Children of mothers taking valproate during pregnancy are at risk for lower IQs. Maternal valproate use during pregnancy increased the probability of autism in the offspring compared to mothers not taking valproate from 1.5% to 4.4%. A 2005 study found rates of autism among children exposed to sodium valproate before birth in the cohort studied were 8.9%. The normal incidence for autism in the general population in 2018 was estimated at 1 in 44 (2.3%). An updated March 2023 report estimates the number increased to 1 in 36 in 2020 (approximately 4% of boys and 1% of girls). A 2009 study found that the 3-year-old children of pregnant women taking valproate had an IQ nine points lower than that of a well-matched control group. However, further research in older children and adults is needed.

Sodium valproate has been associated with paroxysmal tonic upgaze of childhood, also known as Ouvrier–Billson syndrome, from childhood or fetal exposure. This condition resolved after discontinuing valproate therapy.

Women who intend to become pregnant should switch to a different medication if possible or decrease their dose of valproate. Women who become pregnant while taking valproate should be warned that it causes birth defects and cognitive impairment in the newborn, especially at high doses (although valproate is sometimes the only drug that can control seizures, and seizures in pregnancy could have worse outcomes for the fetus than exposure to valproate). Studies have shown that taking folic acid supplements can reduce the risk of congenital neural tube defects.

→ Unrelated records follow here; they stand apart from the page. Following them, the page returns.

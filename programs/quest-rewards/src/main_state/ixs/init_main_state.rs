use anchor_lang::prelude::*;
use crate::{
    constants::{
        DEF_DISPUTE_DEPOSIT_BP, DEF_REFERRAL_RATES, DEF_SEEKER_PLATFORM_BP,
        DEF_SEEKER_REFERRAL_BP, DEF_SOLVER_PLATFORM_BP, DEF_SOLVER_REFERRAL_BP,
        DEF_SOLVER_TREASURY_BP, DEF_TIER_MIN_REFERRALS, DEF_TIER_XP_THRESHOLDS, TIER_BUCKETS
    },
    MainState, MainStateInitialized, SeekerFees, SolverFees, TierCondition
};

// This function initializes main state
// Params
//   ctx - MainState initialization context
//   master - Address of the tier-override role
//   quest_authority - Address of the escrow/quest-lifecycle caller
//   xp_mint - Experience-point mint
// Return
//   Ok on success, ErrorCode on failure
pub fn init_main_state(
    ctx: Context<AInitMainState>,
    master: Pubkey,
    quest_authority: Pubkey,
    xp_mint: Pubkey
) -> Result<()> {
    let state = &mut ctx.accounts.main_state;

    // Initialize all members
    state.owner = ctx.accounts.owner.key();
    state.master = master;
    state.quest_authority = quest_authority;
    state.xp_mint = xp_mint;
    state.quest_currency_mint = Pubkey::default(); // native-only until configured

    // All treasuries start at the owner and are re-pointed via set_treasury
    state.platform_treasury = ctx.accounts.owner.key();
    state.platform_revenue_pool = ctx.accounts.owner.key();
    state.referral_tax_treasury = ctx.accounts.owner.key();
    state.dispute_fees_treasury = ctx.accounts.owner.key();

    state.seeker_fees = SeekerFees {
        referral_bp: DEF_SEEKER_REFERRAL_BP,
        platform_bp: DEF_SEEKER_PLATFORM_BP
    };
    state.solver_fees = SolverFees {
        referral_bp: DEF_SOLVER_REFERRAL_BP,
        platform_bp: DEF_SOLVER_PLATFORM_BP,
        treasury_bp: DEF_SOLVER_TREASURY_BP
    };
    state.dispute_deposit_bp = DEF_DISPUTE_DEPOSIT_BP;

    state.referral_rates = DEF_REFERRAL_RATES;
    for tier in 0..TIER_BUCKETS {
        state.tier_conditions[tier] = TierCondition {
            xp_threshold: DEF_TIER_XP_THRESHOLDS[tier],
            min_referrals: DEF_TIER_MIN_REFERRALS[tier]
        };
    }

    state.next_account_id = 1; // id 0 is the root sentinel

    emit!(MainStateInitialized {
        owner: state.owner,
        master: state.master,
        quest_authority: state.quest_authority,
        xp_mint: state.xp_mint
    });

    Ok(())
}

// MainState initialization struct - passed with accounts
#[derive(Accounts)]
pub struct AInitMainState<'info> {
    #[account(mut)]
    pub owner: Signer<'info>, // Program owner

    #[account(
        init,
        payer = owner,
        seeds = [MainState::PREFIX_SEED],
        bump,
        space = 8 + MainState::MAX_SIZE
    )]
    pub main_state: Box<Account<'info, MainState>>, // MainState account

    pub system_program: Program<'info, System>
}
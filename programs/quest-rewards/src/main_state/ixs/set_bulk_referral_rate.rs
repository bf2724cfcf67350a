use anchor_lang::prelude::*;
use crate::{
    constants::{MAX_BPS, MAX_REFERRAL_DEPTH, MAX_TIER},
    error::QuestRewardsError,
    MainState,
    ReferralRatesUpdated
};

// This function sets all four layer rates for one tier in a single call
// Params
//   ctx - Rate update context
//   tier - Tier the rates apply to (1..=5)
//   layer_rates - Referral pool share per layer 1..=4, in basis points
// Return
//   Ok on success, InvalidTier / TaxRateTooHigh on bad inputs
pub fn set_bulk_referral_rate(
    ctx: Context<ASetBulkReferralRate>,
    tier: u8,
    layer_rates: [u64; MAX_REFERRAL_DEPTH]
) -> Result<()> {
    require!(tier >= 1 && tier <= MAX_TIER, QuestRewardsError::InvalidTier);

    // The four layer shares are carved out of one referral pool
    let mut sum: u64 = 0;
    for rate in layer_rates.iter() {
        sum = sum.checked_add(*rate).unwrap();
    }
    require!(sum <= MAX_BPS, QuestRewardsError::TaxRateTooHigh);

    let main_state = &mut ctx.accounts.main_state;
    main_state.referral_rates[tier as usize - 1] = layer_rates;

    emit!(ReferralRatesUpdated { tier, layer_rates });

    Ok(())
}

// Referral rate update context - passed with accounts
#[derive(Accounts)]
pub struct ASetBulkReferralRate<'info> {
    #[account()]
    pub owner: Signer<'info>, // Custodian

    #[account(
        mut,
        seeds = [MainState::PREFIX_SEED],
        bump,
        has_one = owner @ QuestRewardsError::Unauthorized
    )]
    pub main_state: Box<Account<'info, MainState>> // MainState account
}
use anchor_lang::prelude::*;
use crate::{
    error::QuestRewardsError,
    utils::transfer_lamports,
    MainState, ReferralAccount,
    RewardsClaimEvent
};

// This function pays out an account's accrued referral rewards
// Params
//   ctx - Claim context
// Return
//   Ok on success, NothingToClaim when no rewards accrued
pub fn claim_rewards(ctx: Context<AClaimRewards>) -> Result<()> {
    let user = ctx.accounts.user.to_account_info();
    let main_state = ctx.accounts.main_state.to_account_info();
    let referral_account = &mut ctx.accounts.referral_account;
    let reward_amount = referral_account.earned_rewards;

    require!(reward_amount > 0, QuestRewardsError::NothingToClaim);

    // Transfer earned_rewards (SOL) from main_state to user
    transfer_lamports(&main_state, &user, reward_amount)?;

    // Reset earned rewards
    referral_account.earned_rewards = 0;

    emit!(RewardsClaimEvent {
        user: user.key(),
        rewards: reward_amount,
        timestamp: Clock::get()?.unix_timestamp
    });

    Ok(())
}

// Claim context - passed with accounts
#[derive(Accounts)]
pub struct AClaimRewards<'info> {
    #[account(mut)]
    pub user: Signer<'info>, // Account owner

    #[account(
        mut,
        seeds = [MainState::PREFIX_SEED],
        bump
    )]
    pub main_state: Box<Account<'info, MainState>>, // MainState account (reward custody)

    #[account(
        mut,
        seeds = [ReferralAccount::PREFIX_SEED, user.key().as_ref()],
        bump
    )]
    pub referral_account: Box<Account<'info, ReferralAccount>> // The claiming node
}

The use of valproate for migraine or bipolar disorder during pregnancy is contraindicated in the European Union, Australia, New Zealand, the UK and the United States, and the medicines are not recommended for epilepsy during pregnancy unless there is no other effective treatment available.

==Paternal exposure==
A 2023 retrospective study of Norway, Denmark, and Sweden found a significantly increased risk of neurodevelopmental disabilities in the children of fathers exposed to valproate up to 3 months prior to conception, compared to offspring paternally exposed to lamotrigine/levetiracetam.
This led the EMA to recommend "the need to consider effective contraception, while using valproate and for at least 3 months after treatment discontinuation. Male patients should not donate sperm during treatment and for at least 3 months after treatment discontinuation."